サルビアの育てかた
 うっすらと目を開けてみるが、私の視界はライクさんの身体で遮られていて外の様子が分からない。

 誰か、いるの? 助けて。助けてっ! 怖いの! 怖くてたまらないの! お願い、助けてっ‼

 悪魔が出てくるあの夢のときと同じように、私は心の中で必死に叫んだ。

「──やめろ」

 聞き覚えのある、それでいて今までにないほどの低い声が、窓の外から聞こえてきた。

「お前、何してんの?」

 その声は、この上ないほどの怒りを乗せて酷く震えていた。
 私に馬乗りになっていたライクさんは、慌てたように一度手を止める。
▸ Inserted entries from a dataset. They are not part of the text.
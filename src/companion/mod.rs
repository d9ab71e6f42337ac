// src/companion/mod.rs
// Chat companion: per-session context and sentiment-aware replies

pub mod persona;

use crate::error::MindfulError;
use crate::llm::{LlmClient, Message, Provider, Role};
use crate::sentiment::SentimentResult;
use serde::{Deserialize, Serialize};
use std::sync::Arc;
use tracing::{debug, error, info};

pub use persona::{COMPANION_PROMPT, EMPATHY_ADDENDUM, GREETING};

const APOLOGY: &str =
    "I'm sorry, I couldn't reach my language service just now. Please try again in a moment.";

/// One turn of the conversation as shown to the user
#[derive(Debug, Clone, PartialEq, Serialize, Deserialize)]
pub struct ChatTurn {
    pub role: Role,
    pub content: String,
}

impl ChatTurn {
    pub fn user(content: impl Into<String>) -> Self {
        Self {
            role: Role::User,
            content: content.into(),
        }
    }

    pub fn assistant(content: impl Into<String>) -> Self {
        Self {
            role: Role::Assistant,
            content: content.into(),
        }
    }
}

/// Session state owned by the caller; nothing here is persisted
#[derive(Debug, Clone)]
pub struct ConversationContext {
    turns: Vec<ChatTurn>,
    mood_logged_today: bool,
}

impl Default for ConversationContext {
    fn default() -> Self {
        Self::new()
    }
}

impl ConversationContext {
    /// New session opening with the greeting
    pub fn new() -> Self {
        Self {
            turns: vec![ChatTurn::assistant(GREETING)],
            mood_logged_today: false,
        }
    }

    pub fn turns(&self) -> &[ChatTurn] {
        &self.turns
    }

    pub fn push_user(&mut self, content: impl Into<String>) {
        self.turns.push(ChatTurn::user(content));
    }

    pub fn push_assistant(&mut self, content: impl Into<String>) {
        self.turns.push(ChatTurn::assistant(content));
    }

    pub fn mood_logged_today(&self) -> bool {
        self.mood_logged_today
    }

    pub fn mark_mood_logged(&mut self) {
        self.mood_logged_today = true;
    }

    /// Back to a fresh session
    pub fn clear(&mut self) {
        *self = Self::new();
    }
}

/// System instructions plus history. The opening greeting is not sent.
pub fn build_messages(
    context: &ConversationContext,
    sentiment: Option<&SentimentResult>,
) -> Vec<Message> {
    let mut system = COMPANION_PROMPT.to_string();
    if sentiment.is_some_and(SentimentResult::is_distressed) {
        system.push_str("\n\n");
        system.push_str(EMPATHY_ADDENDUM);
    }

    let mut messages = Vec::with_capacity(context.turns.len() + 1);
    messages.push(Message::system(system));
    messages.extend(
        context
            .turns
            .iter()
            .enumerate()
            .filter(|(i, turn)| !(*i == 0 && turn.role == Role::Assistant))
            .map(|(_, turn)| Message {
                role: turn.role,
                content: turn.content.clone(),
            }),
    );
    messages
}

/// Shown instead of a reply when no provider key is configured
pub fn missing_credential_message(provider: Provider) -> String {
    format!(
        "The {} chat companion is unavailable ({}). Mood logging and sentiment tracking still work.",
        provider.display_name(),
        MindfulError::MissingCredential(provider.api_key_env_var())
    )
}

/// Produces the companion's replies
pub struct Companion {
    client: Option<Arc<dyn LlmClient>>,
    provider: Provider,
}

impl Companion {
    pub fn new(provider: Provider, client: Option<Arc<dyn LlmClient>>) -> Self {
        Self { client, provider }
    }

    pub fn is_available(&self) -> bool {
        self.client.is_some()
    }

    /// Reply to the latest turn. Never fails: problems become a message for the user.
    pub async fn respond(
        &self,
        context: &ConversationContext,
        sentiment: Option<&SentimentResult>,
    ) -> String {
        let Some(client) = &self.client else {
            info!(provider = %self.provider, "Chat requested without credentials");
            return missing_credential_message(self.provider);
        };

        let messages = build_messages(context, sentiment);
        debug!(
            messages = messages.len(),
            empathy = sentiment.is_some_and(SentimentResult::is_distressed),
            "Requesting companion reply"
        );

        match client.chat(messages).await {
            Ok(result) => match result.content {
                Some(text) if !text.trim().is_empty() => text.trim().to_string(),
                _ => {
                    error!(request_id = %result.request_id, "Companion reply was empty");
                    APOLOGY.to_string()
                }
            },
            Err(e) => {
                error!(provider = %self.provider, error = %e, "Companion request failed");
                APOLOGY.to_string()
            }
        }
    }
}
// src/llm/logging.rs
// Shared LLM logging helpers

use tracing::{debug, info};

/// Log the start of a request
pub fn log_request(request_id: &str, provider: &str, model: &str, message_count: usize) {
    debug!(
        request_id = %request_id,
        model = %model,
        message_count = message_count,
        "Starting {} request", provider
    );
}

/// Log completion summary for an LLM call
pub fn log_completion(request_id: &str, provider: &str, duration_ms: u64, content_len: usize) {
    info!(
        request_id = %request_id,
        duration_ms = duration_ms,
        content_len = content_len,
        "{} request complete", provider
    );
}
声のした方を振り返ると、目を見開いて驚きの表情に変わった。
 身体が解放され、私はゆっくりと窓の外に視線を移してみる。

 すると、そこには──怒りに打ち震えた恐ろしい形相でこちらを睨みつける人が立っていた。いつも優しい表情を浮かべる「彼」とは掛け離れた様子で、全身から怒りを発しているのがビリビリと肌まで伝わってくる。

 ──嘘……どうして? どうしてよりによって、あなたなの……?

 一筋の希望が見えたと同時に、今のこんな状況を見られてしまったという恥ずかしさや苦しさ、悲しみが私の感情をかき乱す。

 だって……車の外にいたのは、ヒルスだったんだもの。